Synchronization of Local Calcium Releases (LCRs) in Guinea Pig Single, Isolated SA Node Cells Contributes to Generation of Rhythmic Action Potential-Induced Ca2+ Transients

Abstract

Spontaneous, rhythmic LCRs are an important factor of pacemaker function of SA node cells (SANC). LCRs operate within the context of a coupled-clock system involving interactions of plasma membrane and sarcoplasmic reticulum (SR)-based calcium clocks. To date, the functional importance of this coupled-clock system has been demonstrated in rabbit SANC that beat spontaneously and rhythmically. The contribution of LCRs to action potential firing in guinea pig SANC, however, is controversial.We quantified the entire ensemble of LCRs in healthy appearing, single guinea pig SANC prior to and in the presence of beta-adrenergic stimulation (isoproterenol, 1µM). LCRs were measured by a high-speed 2D-camera and analyzed by a novel computer program capable of identifying LCRs in video-recordings.Although nine of the 22 SANC examined did not exhibit Ca2+ transients, LCRs were present in all cells. LCRs were smaller and more intense in cells without Ca2+ transients than in those with Ca2+ transients (rhythmic or dysrhythmic). Isoproterenol increased LCR size and induced rhythmic Ca2+ transients in majority of cells (6/9) without Ca2+ transients prior to isoproterenol. SANC that exhibited Ca2+ transients prior to isoproterenol generated approximately 80 LCRs/s. Cells in which Ca2+ transients were rhythmic had greater LCR size and amplitude than those with dysrhythmic Ca2+ transients.

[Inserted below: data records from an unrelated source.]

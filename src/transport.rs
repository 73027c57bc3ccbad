//! Transport abstractions and sender backends.
//!
//! This module defines a Tower-compatible transport used to deliver
//! rebuilt [`reqwest::Request`]s. Any `tower::Service` speaking
//! `reqwest::Request -> reqwest::Response` can be wrapped directly, and
//! `reqwest::Client` is one such service.
//!
//! The transport does not classify responses: a response of any status is a
//! successful round trip here. Deciding that a 503 means "try again later"
//! is the drain engine's job.
//!
//! ## Key components
//!
//! - [`Transport`]: Public-facing wrapper implementing `tower::Service`
//! - [`SenderService`]: Adapter from a [`Sender`] to a Tower service
//! - [`Sender`]: Trait implemented by concrete sender backends
//! - [`TransportError`]: Unified error type with tracing context

mod client;
mod inmemory;

use std::{
    future::Future,
    pin::Pin,
    task::{Context, Poll},
};

use tower::{Service, ServiceExt as _};
use tracing_error::SpanTrace;

pub use inmemory::InMemory;

/// Generic Tower-compatible transport wrapper.
///
/// `Transport` is the entry point the drain engine delivers through. It
/// wraps an underlying Tower `Service` and:
///
/// - Normalizes errors into [`TransportError`]
/// - Supports Tower middleware via layers
/// - Provides a convenience [`deliver`](Transport::deliver) API
#[derive(Clone)]
pub struct Transport<S> {
    service: S,
}

impl<D> Transport<SenderService<D>> {
    /// Create a new transport from a concrete sender backend.
    ///
    /// The sender will be wrapped in a [`SenderService`] to make it
    /// Tower-compatible.
    pub fn new(sender: D) -> Self {
        Self {
            service: SenderService::new(sender),
        }
    }
}

impl<S> Transport<S> {
    /// Create a transport from an existing Tower service, such as a
    /// `reqwest::Client` or a `tower::service_fn`.
    pub fn from_service(service: S) -> Self {
        Self { service }
    }

    /// Apply a Tower layer to the transport.
    ///
    /// This enables composition with middleware such as timeouts, rate
    /// limits, or tracing.
    pub fn layer<L>(self, layer: L) -> Transport<L::Service>
    where
        L: tower::Layer<S>,
    {
        Transport {
            service: layer.layer(self.service),
        }
    }
}

/// Tower `Service` implementation for `Transport`.
///
/// Delegates readiness and request handling to the inner service while mapping
/// all errors into [`TransportError`].
impl<S> Service<reqwest::Request> for Transport<S>
where
    S: Service<reqwest::Request, Response = reqwest::Response> + Clone + Send + 'static,
    S::Future: Send + 'static,
    S::Error: Into<tower::BoxError>,
{
    type Response = reqwest::Response;
    type Error = TransportError;
    type Future = Pin<Box<dyn Future<Output = Result<reqwest::Response, Self::Error>> + Send>>;

    fn poll_ready(&mut self, cx: &mut Context<'_>) -> Poll<Result<(), Self::Error>> {
        self.service
            .poll_ready(cx)
            .map_err(|e| TransportError::sender(e.into()))
    }

    fn call(&mut self, req: reqwest::Request) -> Self::Future {
        let mut service = self.service.clone();

        Box::pin(async move {
            service
                .call(req)
                .await
                .map_err(|e| TransportError::sender(e.into()))
        })
    }
}

impl<S> Transport<S> {
    /// Deliver a request and return whatever response came back.
    ///
    /// Waits for the inner service to be ready first, so layered middleware
    /// such as concurrency limits is honoured.
    pub async fn deliver(
        &self,
        request: reqwest::Request,
    ) -> Result<reqwest::Response, TransportError>
    where
        S: Service<reqwest::Request, Response = reqwest::Response> + Clone + Send + 'static,
        S::Future: Send + 'static,
        S::Error: Into<tower::BoxError>,
    {
        let mut service = self.service.clone();
        service
            .ready()
            .await
            .map_err(|e| TransportError::sender(e.into()))?
            .call(request)
            .await
            .map_err(|e| TransportError::sender(e.into()))
    }
}

/// Error returned by transport operations.
///
/// Each error captures:
/// - The underlying error kind
/// - A tracing span backtrace for improved diagnostics
#[derive(Debug)]
pub struct TransportError {
    context: SpanTrace,
    kind: TransportErrorKind,
}

/// Transport errors kind.
#[derive(Debug)]
pub enum TransportErrorKind {
    /// Errors originating from the sender backend (unreachable host,
    /// connection reset, TLS failure, ...).
    Sender(tower::BoxError),
    /// The request was abandoned by a timeout layer.
    Timeout(tower::BoxError),
}

impl TransportError {
    /// Create a sender-related transport error.
    ///
    /// Errors raised by `tower::timeout` are classified as
    /// [`TransportErrorKind::Timeout`].
    pub fn sender(err: tower::BoxError) -> Self {
        let kind = if err.is::<tower::timeout::error::Elapsed>() {
            TransportErrorKind::Timeout(err)
        } else {
            TransportErrorKind::Sender(err)
        };
        Self {
            context: SpanTrace::capture(),
            kind,
        }
    }

    pub fn kind(&self) -> &TransportErrorKind {
        &self.kind
    }
}

impl std::fmt::Display for TransportError {
    fn fmt(&self, f: &mut std::fmt::Formatter<'_>) -> std::fmt::Result {
        match &self.kind {
            TransportErrorKind::Sender(err) => writeln!(f, "Sender error: {err}"),
            TransportErrorKind::Timeout(err) => writeln!(f, "Timeout: {err}"),
        }?;
        self.context.fmt(f)
    }
}

impl std::error::Error for TransportError {
    fn source(&self) -> Option<&(dyn std::error::Error + 'static)> {
        match &self.kind {
            TransportErrorKind::Sender(err) => Some(err.as_ref()),
            TransportErrorKind::Timeout(err) => Some(err.as_ref()),
        }
    }
}

/// Tower service adapter for a [`Sender`] backend.
///
/// This type bridges the [`Sender`] trait with Tower’s `Service` abstraction.
#[derive(Clone)]
pub struct SenderService<D> {
    sender: D,
}

impl<D> SenderService<D> {
    /// Create a new sender service from a backend.
    pub fn new(sender: D) -> Self {
        Self { sender }
    }
}

/// `tower::Service` implementation delegating to a [`Sender`].
impl<D> Service<reqwest::Request> for SenderService<D>
where
    D: Sender + Clone + Send + 'static,
{
    type Response = reqwest::Response;
    type Error = tower::BoxError;
    type Future = Pin<Box<dyn Future<Output = Result<reqwest::Response, Self::Error>> + Send>>;

    fn poll_ready(&mut self, _cx: &mut Context<'_>) -> Poll<Result<(), Self::Error>> {
        Poll::Ready(Ok(()))
    }

    fn call(&mut self, req: reqwest::Request) -> Self::Future {
        let mut sender = self.sender.clone();
        Box::pin(async move { sender.send(req).await.map_err(Into::into) })
    }
}

/// Trait implemented by concrete sender backends.
///
/// A sender is responsible for putting a request on the wire (or
/// pretending to) and returning the server's response.
#[async_trait::async_trait]
pub trait Sender {
    /// Backend-specific error type.
    type Error: Into<tower::BoxError>;

    /// Send a request using the underlying transport.
    async fn send(&mut self, request: reqwest::Request) -> Result<reqwest::Response, Self::Error>;
}

#[cfg(test)]
mod tests {
    use super::*;
    use std::time::Duration;

    fn request() -> reqwest::Request {
        reqwest::Client::new()
            .post("https://example.com/events")
            .body("e")
            .build()
            .unwrap()
    }

    #[tokio::test]
    async fn delivers_through_service_fn() {
        let transport = Transport::from_service(tower::service_fn(
            |req: reqwest::Request| async move {
                assert_eq!(req.method(), reqwest::Method::POST);
                let response = ::http::Response::builder()
                    .status(201)
                    .body(Vec::<u8>::new())
                    .unwrap();
                Ok::<_, std::io::Error>(reqwest::Response::from(response))
            },
        ));

        let response = transport.deliver(request()).await.unwrap();
        assert_eq!(response.status(), reqwest::StatusCode::CREATED);
    }

    #[tokio::test]
    async fn maps_backend_errors_to_sender_kind() {
        let transport = Transport::new(InMemory::offline());

        let err = transport.deliver(request()).await.unwrap_err();
        assert!(matches!(err.kind(), TransportErrorKind::Sender(_)));
    }

    #[tokio::test(start_paused = true)]
    async fn classifies_timeout_layer_errors() {
        let transport = Transport::from_service(tower::service_fn(
            |_req: reqwest::Request| async move {
                tokio::time::sleep(Duration::from_secs(60)).await;
                Ok::<_, std::io::Error>(reqwest::Response::from(::http::Response::new(
                    Vec::<u8>::new(),
                )))
            },
        ))
        .layer(tower::timeout::TimeoutLayer::new(Duration::from_secs(1)));

        let err = transport.deliver(request()).await.unwrap_err();
        assert!(matches!(err.kind(), TransportErrorKind::Timeout(_)));
    }
}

In cells with dysrhythmic Ca2+ transients, isoproterenol increased LCR size and amplitude and decreased LCR period, concurrently increasing the Ca2+ transient rhythmicity and frequency via presenting a larger and earlier occurring net Ca2+ signal to electrogenic Na+/Ca2+exchanger. Thus, all guinea pig SANC do indeed exhibit LCRs that contribute to generation of rhythmic action potential-induced Ca2+ transients.